Give the lines again exactly, from the one holding "let format = reader" to the last line of the listing below, both ends included and nothing added.

---

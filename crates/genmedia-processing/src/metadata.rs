//! Image metadata inspection

use genmedia_core::AppError;
use image::ImageReader;
use serde::{Deserialize, Serialize};
use std::io::Cursor;

/// Image metadata
#[derive(Debug, Clone, PartialEq, Eq, Serialize, Deserialize)]
pub struct ImageMetadata {
    pub width: u32,
    pub height: u32,
    pub format: String,
    pub size_bytes: u64,
}

impl ImageMetadata {
    /// Width over height, reduced (e.g. `16:9`).
    pub fn aspect_ratio(&self) -> String {
        fn gcd(a: u32, b: u32) -> u32 {
            if b == 0 {
                a
            } else {
                gcd(b, a % b)
            }
        }
        let divisor = gcd(self.width, self.height).max(1);
        format!("{}:{}", self.width / divisor, self.height / divisor)
    }
}

pub fn inspect_image(data: &[u8]) -> Result<ImageMetadata, AppError> {
    let reader = ImageReader::new(Cursor::new(data))
        .with_guessed_format()
        .map_err(|e| AppError::Decode(format!("Failed to read image: {}", e)))?;
    let format = reader
        .format()
        .map(|f| format!("{:?}", f))
        .unwrap_or_else(|| "unknown".to_string());
    let (width, height) = reader
        .into_dimensions()
        .map_err(|e| AppError::Decode(format!("Failed to read image dimensions: {}", e)))?;

    Ok(ImageMetadata {
        width,
        height,
        format,
        size_bytes: data.len() as u64,
    })
}
//! Credential selection side-channel
//!
//! Some hosts let the user pick the provider credential interactively. The
//! pipeline asks before starting a video job and re-opens the selector after
//! an authentication failure.

use async_trait::async_trait;

use genmedia_core::AppError;

#[async_trait]
pub trait CredentialSelector: Send + Sync {
    /// Whether the user has already chosen a credential.
    async fn has_selected_credential(&self) -> bool;

    /// Ask the user to choose (or re-choose) a credential.
    async fn open_selector(&self) -> Result<(), AppError>;
}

---

Result for this task ->
    let format = reader
        .format()
        .map(|f| format!("{:?}", f))
        .unwrap_or_else(|| "unknown".to_string());
    let (width, height) = reader
        .into_dimensions()
        .map_err(|e| AppError::Decode(format!("Failed to read image dimensions: {}", e)))?;

    Ok(ImageMetadata {
        width,
        height,
        format,
        size_bytes: data.len() as u64,
    })
}
//! Credential selection side-channel
//!
//! Some hosts let the user pick the provider credential interactively. The
//! pipeline asks before starting a video job and re-opens the selector after
//! an authentication failure.

use async_trait::async_trait;

use genmedia_core::AppError;

#[async_trait]
pub trait CredentialSelector: Send + Sync {
    /// Whether the user has already chosen a credential.
    async fn has_selected_credential(&self) -> bool;

    /// Ask the user to choose (or re-choose) a credential.
    async fn open_selector(&self) -> Result<(), AppError>;
}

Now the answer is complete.